On 5/18/2015 11:07 AM, santosh shilimkar wrote:
> On 5/17/2015 6:26 PM, Ming Lei wrote:
>> Hi Santosh,
>>
>> Thanks for your report!
>>
>> On Sun, May 17, 2015 at 4:13 AM, santosh shilimkar
>> <[email protected]> wrote:
>>> Hi Ming Lei, Jens,
>>>
>>> While doing few tests with recent kernels with Xen Server,
>>> we saw guests(DOMU) disk image getting corrupted while booting it.
>>> Strangely the issue is seen so far only with disk image over ocfs2
>>> volume. If the same image kept on the EXT3/4 drive, no corruption
>>> is observed. The issue is easily reproducible. You see the flurry
>>> of errors while guest is mounting the file systems.
>>>
>>> After doing some debug and bisects, we zeroed down the issue with
>>> commit "b5dd2f6 block: loop: improve performance via blk-mq". With
>>> that commit reverted the corruption goes away.
>>>
>>> Some more details on the test setup:
>>> 1. OVM(XEN) Server kernel(DOM0) upgraded to more recent kernel
>>> which includes commit b5dd2f6. Boot the Server.
>>> 2. On DOM0 file system create a ocfs2 volume
>>> 3. Keep the Guest(VM) disk image on ocfs2 volume.
>>> 4. Boot guest image. (xm create vm.cfg)
>>
>> I am not familiar with xen, so is the image accessed via
>> loop block inside of guest VM? Is he loop block created
>> in DOM0 or guest VM?
>>
> Guest. The Guest disk image is represented as a file by loop
> device.
>
>>> 5. Observe the VM boot console log. VM itself use the EXT3 fs.
>>> You will see errors like below and after this boot, that file
>>> system/disk-image gets corrupted and mostly won't boot next time.
>>
>> OK, that means the image is corrupted by VM booting.
>>
> Right
>
> [...]
>
>>>
>>> From the debug of the actual data on the disk vs what is read by
>>> the guest VM, we suspect the *reads* are actually not going all
>>> the way to disk and possibly returning the wrong data. Because
>>> the actual data on ocfs2 volume at those locations seems
>>> to be non-zero where as the guest seems to be read it as zero.
>>
>> Two big changes in the patchset are: 1) use blk-mq request based IO;
>> 2) submit I/O concurrently(write vs. write is still serialized)
>>
>> Could you apply the patch in below link to see if it can fix the issue?
>> BTW, this patch only removes concurrent submission.
>>
>> http://marc.info/?t=143093223200004&r=1&w=2
>>
> What kernel is this patch generated against ? It doesn't apply against
> v4.0. Does this need the AIO/DIO conversion patches as well.
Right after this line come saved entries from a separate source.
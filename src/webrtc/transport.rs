//! Media transport capability used by the WHEP session.
//!
//! The session never talks to a WebRTC stack directly. It drives a
//! [`MediaTransport`] created by a [`TransportFactory`] and listens for
//! [`TransportEvent`]s on a channel handed to the factory.

use async_trait::async_trait;
use std::fmt;
use std::sync::Arc;
use tokio::sync::mpsc;

/// Errors reported by a media transport
#[derive(Debug, Clone, thiserror::Error)]
pub enum TransportError {
    #[error("transport creation failed: {0}")]
    Create(String),
    #[error("{0}")]
    Sdp(String),
    #[error("transceiver error: {0}")]
    Transceiver(String),
    #[error("transport already closed")]
    Closed,
}

/// Peer connection settings
#[derive(Debug, Clone, Default, PartialEq, Eq)]
pub struct TransportConfig {
    /// STUN/TURN URLs; the live view uses none and relies on a direct path
    pub ice_servers: Vec<String>,
}

/// ICE connectivity as reported by the transport
#[derive(Debug, Clone, Copy, PartialEq, Eq)]
pub enum IceConnectionState {
    New,
    Checking,
    Connected,
    Completed,
    Disconnected,
    Failed,
    Closed,
}

impl IceConnectionState {
    /// States after which the session tears itself down
    pub fn is_terminal(self) -> bool {
        matches!(
            self,
            IceConnectionState::Failed | IceConnectionState::Disconnected | IceConnectionState::Closed
        )
    }
}

/// Media flow state of a track
#[derive(Debug, Clone, Copy, PartialEq, Eq)]
pub enum TrackReadyState {
    Live,
    Ended,
}

/// Inbound video track. Owned by the transport; the session only toggles it.
pub trait VideoTrack: Send + Sync + fmt::Debug {
    fn id(&self) -> &str;
    fn is_enabled(&self) -> bool;
    fn set_enabled(&self, enabled: bool);
    fn ready_state(&self) -> TrackReadyState;
}

pub type SharedTrack = Arc<dyn VideoTrack>;

/// Asynchronous notifications from a transport
#[derive(Debug, Clone)]
pub enum TransportEvent {
    /// Legacy stream-based notification carrying the stream's first video track
    StreamAdded(SharedTrack),
    /// Receiver-based notification
    ReceiverAdded(SharedTrack),
    IceConnectionStateChanged(IceConnectionState),
}

/// An exclusively owned peer connection
#[async_trait]
pub trait MediaTransport: Send + Sync {
    /// Add one video transceiver with receive-only direction
    async fn add_recvonly_video_transceiver(&self) -> Result<(), TransportError>;
    /// Create a local offer and return its SDP text
    async fn create_offer(&self) -> Result<String, TransportError>;
    /// Apply the local offer. Returns the SDP to send, which may carry
    /// candidates gathered after the offer was created.
    async fn set_local_description(&self, sdp: &str) -> Result<String, TransportError>;
    /// Apply the remote answer SDP
    async fn set_remote_description(&self, sdp: &str) -> Result<(), TransportError>;
    async fn close(&self);
}

/// Creates transports; events for the new transport go to `events`.
#[async_trait]
pub trait TransportFactory: Send + Sync {
    async fn create(
        &self,
        config: &TransportConfig,
        events: mpsc::UnboundedSender<TransportEvent>,
    ) -> Result<Arc<dyn MediaTransport>, TransportError>;
}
Do you
> have the dependent patch-set I can't apply it against v4.0.
>
Anyways, I created patch(end of the email) against v4.0, based on your
patch and tested it. The corruption is no more seen so it does fix
the issue after backing out concurrent submission changes from
commit b5dd2f6. Let me know whats you plan with it since linus
tip as well as v4.0 needs this fix.

Regards,
Santosh

[1]
---
drivers/block/loop.c | 89
+++++++++++++++++--------------------------------
drivers/block/loop.h | 9 ++---
2 files changed, 35 insertions(+), 63 deletions(-)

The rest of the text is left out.